Though it may not be a perfect fit for the reasons you mentioned, a benefit of using restic here is that it supports maintaining a copy of a file system on S3 out of the box, and it is very good at it! Another is that, when such consistency is desired, all the sub-tasks of a particular distributed job can use the same snapshot of the data (the snapshot identifier can then be passed as input parameter to each READER executing a sub-task), which is not supported by every distributed file system.

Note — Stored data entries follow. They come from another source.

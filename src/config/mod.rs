//! Configuration module for leaf_http.
//!
//! This module provides centralized configuration loading from environment variables.
//!
//! # Example
//!
//! ```rust,ignore
//! use leaf_http::config::Config;
//!
//! let config = Config::from_env()?;
//! println!("Listen address: {}", config.server.listen_addr);
//! println!("Cookie expiry: {:?}", config.response.cookie_expiry);
//! ```

mod error;
mod logging;
mod parse;
mod response;
mod server;

pub use error::ConfigError;
pub use logging::{LogFormat, LoggingConfig};
pub use parse::parse_duration;
pub use response::{
    normalize_http_version, HostKind, ResponseConfig, DEFAULT_CHUNK_SIZE, DEFAULT_COOKIE_EXPIRY,
};
pub use server::{ServerConfig, DEFAULT_SERVER_SOFTWARE};

/// Complete application configuration.
#[derive(Clone, Debug)]
pub struct Config {
    /// Listener configuration.
    pub server: ServerConfig,
    /// Response and emitter configuration.
    pub response: ResponseConfig,
    /// Logging configuration.
    pub logging: LoggingConfig,
}

impl Config {
    /// Load configuration from environment variables.
    pub fn from_env() -> Result<Self, ConfigError> {
        Ok(Self {
            server: ServerConfig::from_env()?,
            response: ResponseConfig::from_env()?,
            logging: LoggingConfig::from_env()?,
        })
    }

    /// Print configuration summary to log.
    pub fn log_summary(&self) {
        use tracing::info;

        info!("Configuration loaded:");
        info!("  Listen: {}", self.server.listen_addr);
        info!("  Host mode: {:?}", self.response.host);

        if let Some(ref version) = self.response.http_version {
            info!("  HTTP version: {}", version);
        }

        match self.response.cookie_expiry {
            Some(expiry) if self.response.cookies => {
                info!("  Cookies: enabled ({}s)", expiry.as_secs());
            }
            None if self.response.cookies => info!("  Cookies: enabled (session)"),
            _ => info!("  Cookies: disabled"),
        }

        if self.response.flash {
            info!("  Flash: enabled");
        }

        if let Some(ref root) = self.response.template_root {
            info!("  Template root: {:?}", root);
        }

        if !self.response.finish_request {
            info!("  Finish request: disabled");
        }
    }
}
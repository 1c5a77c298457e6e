//! Test helpers and utilities

use std::sync::Arc;
use std::time::Duration;

use leaf_http::capability::Capabilities;
use leaf_http::config::{LoggingConfig, ResponseConfig, ServerConfig};
use leaf_http::{Config, Handler, Server};
use reqwest::{Client, Response, StatusCode};
use tokio::net::TcpListener;

/// In-process server bound to an ephemeral port.
///
/// Shutdown is triggered when the value is dropped.
pub struct TestServer {
    pub base_url: String,
    pub client: Client,
    server: Arc<Server>,
}

#[allow(dead_code)]
impl TestServer {
    /// Start a server with default configuration and no capabilities.
    pub async fn start(handler: impl Handler) -> Self {
        Self::start_with(test_config(), handler, Capabilities::none()).await
    }

    /// Start a server with explicit configuration and capabilities.
    pub async fn start_with(
        config: Config,
        handler: impl Handler,
        capabilities: Capabilities,
    ) -> Self {
        let listener = TcpListener::bind("127.0.0.1:0")
            .await
            .expect("Failed to bind test listener");
        let addr = listener.local_addr().expect("Listener has no address");

        let server = Arc::new(Server::with_capabilities(&config, handler, capabilities));
        let background = Arc::clone(&server);
        tokio::spawn(async move {
            let _ = background.serve(listener).await;
        });

        let client = Client::builder()
            .timeout(Duration::from_secs(10))
            .redirect(reqwest::redirect::Policy::none())
            .build()
            .expect("Failed to create HTTP client");

        Self {
            base_url: format!("http://{}", addr),
            client,
            server,
        }
    }

    /// Make a GET request to the server
    pub async fn get(&self, path: &str) -> Response {
        self.client
            .get(format!("{}{}", self.base_url, path))
            .send()
            .await
            .expect("GET request failed")
    }

    /// Make a POST request with form data
    pub async fn post_form(&self, path: &str, form: &[(&str, &str)]) -> Response {
        self.client
            .post(format!("{}{}", self.base_url, path))
            .form(form)
            .send()
            .await
            .expect("POST request failed")
    }
}

impl Drop for TestServer {
    fn drop(&mut self) {
        self.server.trigger_shutdown();
    }
}

/// Configuration used by server tests.
pub fn test_config() -> Config {
    Config {
        server: ServerConfig::new("127.0.0.1:0".parse().expect("valid address"))
            .with_server_software("leaf_http-test"),
        response: ResponseConfig::default(),
        logging: LoggingConfig::default(),
    }
}

/// Assert that response has expected status
pub fn assert_status(response: &Response, expected: StatusCode) {
    assert_eq!(
        response.status(),
        expected,
        "Expected status {}, got {}",
        expected,
        response.status()
    );
}

/// Assert that response contains header
pub fn assert_header(response: &Response, name: &str, expected: &str) {
    let value = response
        .headers()
        .get(name)
        .unwrap_or_else(|| panic!("Header '{}' not found", name))
        .to_str()
        .unwrap();
    assert_eq!(value, expected, "Header '{}' mismatch", name);
}

/// Assert that response has header present
pub fn assert_has_header(response: &Response, name: &str) {
    assert!(
        response.headers().contains_key(name),
        "Header '{}' not found",
        name
    );
}

/// All values of a header, in order.
pub fn header_values(response: &Response, name: &str) -> Vec<String> {
    response
        .headers()
        .get_all(name)
        .iter()
        .map(|v| v.to_str().unwrap().to_string())
        .collect()
}
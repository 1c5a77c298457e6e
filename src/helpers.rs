//! Shortcut accessors for handlers.
//!
//! ```rust,ignore
//! use leaf_http::helpers::{request_param, respond};
//!
//! fn greet(ctx: &mut Context) -> Outcome {
//!     let name = request_param(ctx, "name").unwrap_or("world").to_string();
//!     respond(ctx, &serde_json::json!({ "hello": name }));
//!     Ok(())
//! }
//! ```

use serde::Serialize;

use crate::core::{Context, Request, ResponseBuilder};

/// The request of this context.
#[inline]
pub fn request(ctx: &mut Context) -> &Request {
    ctx.request()
}

/// A query or form parameter of the request.
#[inline]
pub fn request_param<'a>(ctx: &'a mut Context, key: &str) -> Option<&'a str> {
    ctx.request().get(key)
}

/// The response builder of this context.
#[inline]
pub fn response(ctx: &mut Context) -> &mut ResponseBuilder {
    ctx.response()
}

/// Respond with `data` as JSON and status 200.
#[inline]
pub fn respond<'a, T: Serialize + ?Sized>(ctx: &'a mut Context, data: &T) -> &'a mut ResponseBuilder {
    ctx.response().json(data, 200)
}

In my previous post, an assumption was “no delete whatsoever”. If now there was a “short” window of time (daily, weekly or monthly) during which READERS are “turned off” to allow the system to run forget of older snapshots, followed by prune, rebuild-index, and integrity checking; then I assume the system would maintain the same performance characteristics over time (1% of data changes daily and 1% of files gets added/deleted monthly but the total number of files remains about 1 million). Is this correct? Of course the trade-off is then the duration of that window of downtime. For that, I don’t know what to expect and that’s where I see the most operational risk and project planning uncertainty.

If the number of snapshots does not grow without bounds then the performance should remain somewhat similar. There may be a certain (probably small) degradation of the restore performance over time as the file parts tend to get less ordered over time. However, I have no performance numbers of any kind here. It’s just an effect that seems to be common for deduplicated storage.